==== Given records ====
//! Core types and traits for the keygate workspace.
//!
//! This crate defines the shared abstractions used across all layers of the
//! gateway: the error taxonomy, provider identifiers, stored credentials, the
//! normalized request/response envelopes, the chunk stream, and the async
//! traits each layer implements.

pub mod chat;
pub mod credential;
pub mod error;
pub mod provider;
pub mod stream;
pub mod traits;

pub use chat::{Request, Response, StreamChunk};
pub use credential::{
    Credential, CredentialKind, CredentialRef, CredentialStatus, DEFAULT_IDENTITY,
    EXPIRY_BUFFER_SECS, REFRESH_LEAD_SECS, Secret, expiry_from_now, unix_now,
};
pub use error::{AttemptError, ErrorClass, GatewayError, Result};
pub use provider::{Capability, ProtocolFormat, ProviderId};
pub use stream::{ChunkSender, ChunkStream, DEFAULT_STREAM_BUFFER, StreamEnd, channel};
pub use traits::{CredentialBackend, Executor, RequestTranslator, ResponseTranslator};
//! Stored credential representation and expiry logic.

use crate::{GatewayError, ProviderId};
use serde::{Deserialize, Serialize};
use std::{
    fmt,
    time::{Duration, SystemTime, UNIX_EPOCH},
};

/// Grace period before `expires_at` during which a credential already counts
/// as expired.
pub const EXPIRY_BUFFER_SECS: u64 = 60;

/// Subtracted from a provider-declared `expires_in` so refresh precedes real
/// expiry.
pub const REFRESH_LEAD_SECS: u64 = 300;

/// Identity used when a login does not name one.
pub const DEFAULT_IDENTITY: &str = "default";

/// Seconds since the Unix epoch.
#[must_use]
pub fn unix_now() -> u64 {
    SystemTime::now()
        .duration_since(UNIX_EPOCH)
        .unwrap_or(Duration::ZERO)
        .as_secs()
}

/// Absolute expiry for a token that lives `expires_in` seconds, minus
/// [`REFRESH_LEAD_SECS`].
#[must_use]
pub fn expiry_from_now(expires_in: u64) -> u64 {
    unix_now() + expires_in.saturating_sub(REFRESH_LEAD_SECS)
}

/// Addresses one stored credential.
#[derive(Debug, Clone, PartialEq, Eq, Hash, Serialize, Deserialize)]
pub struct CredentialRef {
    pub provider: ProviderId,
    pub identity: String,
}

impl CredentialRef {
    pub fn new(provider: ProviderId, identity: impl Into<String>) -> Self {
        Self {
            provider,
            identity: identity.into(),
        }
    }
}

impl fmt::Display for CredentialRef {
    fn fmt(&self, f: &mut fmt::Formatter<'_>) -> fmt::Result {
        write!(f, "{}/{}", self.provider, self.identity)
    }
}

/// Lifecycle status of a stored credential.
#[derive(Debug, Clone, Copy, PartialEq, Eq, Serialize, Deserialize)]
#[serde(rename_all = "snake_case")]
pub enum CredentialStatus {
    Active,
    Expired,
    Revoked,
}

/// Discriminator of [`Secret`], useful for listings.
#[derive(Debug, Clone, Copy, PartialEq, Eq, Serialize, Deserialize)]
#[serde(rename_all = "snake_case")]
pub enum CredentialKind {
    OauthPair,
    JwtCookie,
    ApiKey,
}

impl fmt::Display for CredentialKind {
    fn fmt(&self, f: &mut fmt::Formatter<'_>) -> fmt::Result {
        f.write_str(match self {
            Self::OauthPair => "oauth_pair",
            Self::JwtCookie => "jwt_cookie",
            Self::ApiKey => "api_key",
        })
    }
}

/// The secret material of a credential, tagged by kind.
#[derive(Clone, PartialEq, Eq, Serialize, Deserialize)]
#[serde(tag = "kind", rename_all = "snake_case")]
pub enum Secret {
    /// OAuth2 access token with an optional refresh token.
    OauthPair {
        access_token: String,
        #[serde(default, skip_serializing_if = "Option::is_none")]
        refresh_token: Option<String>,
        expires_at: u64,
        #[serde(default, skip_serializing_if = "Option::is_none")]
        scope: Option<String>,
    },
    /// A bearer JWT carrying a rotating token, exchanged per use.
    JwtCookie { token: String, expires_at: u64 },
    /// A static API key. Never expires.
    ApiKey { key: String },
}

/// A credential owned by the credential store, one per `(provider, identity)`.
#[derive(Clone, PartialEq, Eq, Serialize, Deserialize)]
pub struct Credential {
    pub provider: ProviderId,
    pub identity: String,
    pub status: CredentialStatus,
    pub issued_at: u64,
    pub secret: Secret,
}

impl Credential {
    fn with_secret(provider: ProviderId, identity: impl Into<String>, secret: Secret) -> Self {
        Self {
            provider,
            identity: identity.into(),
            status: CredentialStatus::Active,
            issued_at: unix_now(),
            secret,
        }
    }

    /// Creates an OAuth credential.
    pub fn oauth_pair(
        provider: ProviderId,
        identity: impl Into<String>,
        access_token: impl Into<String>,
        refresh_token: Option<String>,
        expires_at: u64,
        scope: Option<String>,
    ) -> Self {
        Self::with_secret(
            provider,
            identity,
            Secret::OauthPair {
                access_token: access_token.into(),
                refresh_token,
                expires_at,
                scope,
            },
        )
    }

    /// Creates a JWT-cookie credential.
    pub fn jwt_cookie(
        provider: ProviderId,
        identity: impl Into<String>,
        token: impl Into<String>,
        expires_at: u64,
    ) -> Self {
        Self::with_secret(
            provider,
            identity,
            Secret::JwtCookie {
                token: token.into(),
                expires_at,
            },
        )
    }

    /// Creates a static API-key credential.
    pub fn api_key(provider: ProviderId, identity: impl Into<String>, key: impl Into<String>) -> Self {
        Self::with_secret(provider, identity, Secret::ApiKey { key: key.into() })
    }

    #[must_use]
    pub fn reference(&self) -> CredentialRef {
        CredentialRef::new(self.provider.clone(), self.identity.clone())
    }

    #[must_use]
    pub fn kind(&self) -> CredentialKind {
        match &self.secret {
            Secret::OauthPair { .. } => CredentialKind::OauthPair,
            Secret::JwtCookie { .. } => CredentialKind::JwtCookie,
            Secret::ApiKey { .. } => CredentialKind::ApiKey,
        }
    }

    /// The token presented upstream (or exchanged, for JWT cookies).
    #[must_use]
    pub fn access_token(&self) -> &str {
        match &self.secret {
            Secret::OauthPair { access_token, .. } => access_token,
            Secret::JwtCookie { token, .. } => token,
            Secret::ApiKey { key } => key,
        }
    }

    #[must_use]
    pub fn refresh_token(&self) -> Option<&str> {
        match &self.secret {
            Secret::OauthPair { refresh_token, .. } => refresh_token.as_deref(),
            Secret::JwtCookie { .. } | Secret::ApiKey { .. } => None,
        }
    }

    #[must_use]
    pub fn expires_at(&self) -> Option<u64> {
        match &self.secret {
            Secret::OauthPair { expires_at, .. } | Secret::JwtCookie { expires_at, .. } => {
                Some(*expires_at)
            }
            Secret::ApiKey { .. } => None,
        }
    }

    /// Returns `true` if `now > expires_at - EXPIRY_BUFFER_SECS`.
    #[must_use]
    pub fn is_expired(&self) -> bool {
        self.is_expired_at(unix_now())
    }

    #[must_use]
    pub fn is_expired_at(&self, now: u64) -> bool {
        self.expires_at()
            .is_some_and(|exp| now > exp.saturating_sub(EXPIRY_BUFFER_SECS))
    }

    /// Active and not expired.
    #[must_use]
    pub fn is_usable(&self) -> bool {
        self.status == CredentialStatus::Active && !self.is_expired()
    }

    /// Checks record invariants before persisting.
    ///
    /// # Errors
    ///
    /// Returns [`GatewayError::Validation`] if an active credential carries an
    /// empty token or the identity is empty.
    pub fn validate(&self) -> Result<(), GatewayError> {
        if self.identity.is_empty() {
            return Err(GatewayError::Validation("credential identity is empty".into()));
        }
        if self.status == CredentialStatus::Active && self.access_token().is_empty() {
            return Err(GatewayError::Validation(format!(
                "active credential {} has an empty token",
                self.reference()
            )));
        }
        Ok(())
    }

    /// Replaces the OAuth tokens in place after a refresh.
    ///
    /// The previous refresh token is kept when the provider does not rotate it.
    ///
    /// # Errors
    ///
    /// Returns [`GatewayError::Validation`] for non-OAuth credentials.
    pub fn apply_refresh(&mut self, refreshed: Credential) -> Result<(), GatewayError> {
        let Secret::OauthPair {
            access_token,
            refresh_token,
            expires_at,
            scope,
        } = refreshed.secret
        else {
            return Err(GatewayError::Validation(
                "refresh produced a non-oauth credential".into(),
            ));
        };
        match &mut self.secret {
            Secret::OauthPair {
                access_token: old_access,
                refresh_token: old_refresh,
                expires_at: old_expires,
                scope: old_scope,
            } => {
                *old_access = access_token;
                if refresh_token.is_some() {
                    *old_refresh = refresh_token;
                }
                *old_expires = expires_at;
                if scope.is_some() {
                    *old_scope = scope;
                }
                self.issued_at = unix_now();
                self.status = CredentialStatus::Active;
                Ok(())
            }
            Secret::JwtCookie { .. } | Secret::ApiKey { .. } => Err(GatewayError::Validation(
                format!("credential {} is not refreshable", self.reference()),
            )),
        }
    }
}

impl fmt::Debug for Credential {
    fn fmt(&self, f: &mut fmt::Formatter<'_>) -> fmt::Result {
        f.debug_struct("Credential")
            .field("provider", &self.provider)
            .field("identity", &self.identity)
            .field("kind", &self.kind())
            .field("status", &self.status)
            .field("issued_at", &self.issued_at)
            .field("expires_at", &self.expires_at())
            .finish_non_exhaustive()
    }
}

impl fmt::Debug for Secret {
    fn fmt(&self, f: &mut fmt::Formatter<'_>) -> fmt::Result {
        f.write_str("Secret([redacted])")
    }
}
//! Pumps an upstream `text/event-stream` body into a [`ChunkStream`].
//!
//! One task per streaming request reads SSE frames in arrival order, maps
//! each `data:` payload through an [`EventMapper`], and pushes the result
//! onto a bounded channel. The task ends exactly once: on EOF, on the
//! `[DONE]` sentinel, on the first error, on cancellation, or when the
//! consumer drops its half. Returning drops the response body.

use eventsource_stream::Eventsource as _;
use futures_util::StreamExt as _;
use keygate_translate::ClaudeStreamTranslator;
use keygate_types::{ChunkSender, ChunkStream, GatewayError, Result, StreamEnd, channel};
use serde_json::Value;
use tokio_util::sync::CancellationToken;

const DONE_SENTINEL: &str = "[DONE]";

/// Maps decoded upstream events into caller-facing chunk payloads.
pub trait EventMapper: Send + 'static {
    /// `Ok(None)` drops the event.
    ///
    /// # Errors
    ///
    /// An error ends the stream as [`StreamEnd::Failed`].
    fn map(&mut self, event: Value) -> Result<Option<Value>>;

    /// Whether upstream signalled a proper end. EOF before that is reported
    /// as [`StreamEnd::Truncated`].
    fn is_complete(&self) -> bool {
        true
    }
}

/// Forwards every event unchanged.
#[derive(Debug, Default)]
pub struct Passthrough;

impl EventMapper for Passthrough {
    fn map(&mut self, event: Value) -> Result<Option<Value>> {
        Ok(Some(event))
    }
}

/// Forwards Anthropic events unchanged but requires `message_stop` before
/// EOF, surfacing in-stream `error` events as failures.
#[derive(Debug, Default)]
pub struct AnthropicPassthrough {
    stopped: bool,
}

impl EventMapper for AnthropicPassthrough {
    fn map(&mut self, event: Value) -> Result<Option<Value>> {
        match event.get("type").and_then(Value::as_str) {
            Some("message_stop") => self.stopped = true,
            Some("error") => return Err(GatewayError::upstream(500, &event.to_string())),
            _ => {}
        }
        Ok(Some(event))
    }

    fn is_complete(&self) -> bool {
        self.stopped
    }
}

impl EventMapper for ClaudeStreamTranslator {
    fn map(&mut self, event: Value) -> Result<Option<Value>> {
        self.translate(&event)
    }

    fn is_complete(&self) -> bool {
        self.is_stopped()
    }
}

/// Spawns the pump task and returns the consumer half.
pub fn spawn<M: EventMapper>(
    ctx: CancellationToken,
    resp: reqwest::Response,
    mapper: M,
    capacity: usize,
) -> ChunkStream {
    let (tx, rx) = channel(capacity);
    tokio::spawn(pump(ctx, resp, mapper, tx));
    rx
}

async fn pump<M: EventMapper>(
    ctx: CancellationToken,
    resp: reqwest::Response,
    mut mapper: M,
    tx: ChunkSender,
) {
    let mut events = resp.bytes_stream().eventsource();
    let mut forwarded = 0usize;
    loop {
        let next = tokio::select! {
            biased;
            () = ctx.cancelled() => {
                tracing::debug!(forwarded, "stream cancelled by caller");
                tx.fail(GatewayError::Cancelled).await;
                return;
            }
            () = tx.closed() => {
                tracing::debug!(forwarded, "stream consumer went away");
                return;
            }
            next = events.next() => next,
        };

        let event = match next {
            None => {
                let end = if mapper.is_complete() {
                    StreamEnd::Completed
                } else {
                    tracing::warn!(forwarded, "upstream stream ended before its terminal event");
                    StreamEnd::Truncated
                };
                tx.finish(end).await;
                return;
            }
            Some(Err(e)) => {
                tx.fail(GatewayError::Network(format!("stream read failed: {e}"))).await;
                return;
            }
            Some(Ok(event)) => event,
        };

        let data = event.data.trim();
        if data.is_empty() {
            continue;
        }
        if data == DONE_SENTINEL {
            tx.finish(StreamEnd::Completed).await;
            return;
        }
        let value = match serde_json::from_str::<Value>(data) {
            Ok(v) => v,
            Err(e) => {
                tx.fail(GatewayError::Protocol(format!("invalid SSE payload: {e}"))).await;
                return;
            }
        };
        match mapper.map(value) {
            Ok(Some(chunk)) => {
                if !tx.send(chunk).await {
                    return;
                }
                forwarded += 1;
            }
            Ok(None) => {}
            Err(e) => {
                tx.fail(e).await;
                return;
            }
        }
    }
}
====
> **What is needed**
Could you return the lines in the entries above that contain "does"?

> **Result for this exercise**
/// Identity used when a login does not name one.
    /// The previous refresh token is kept when the provider does not rotate it.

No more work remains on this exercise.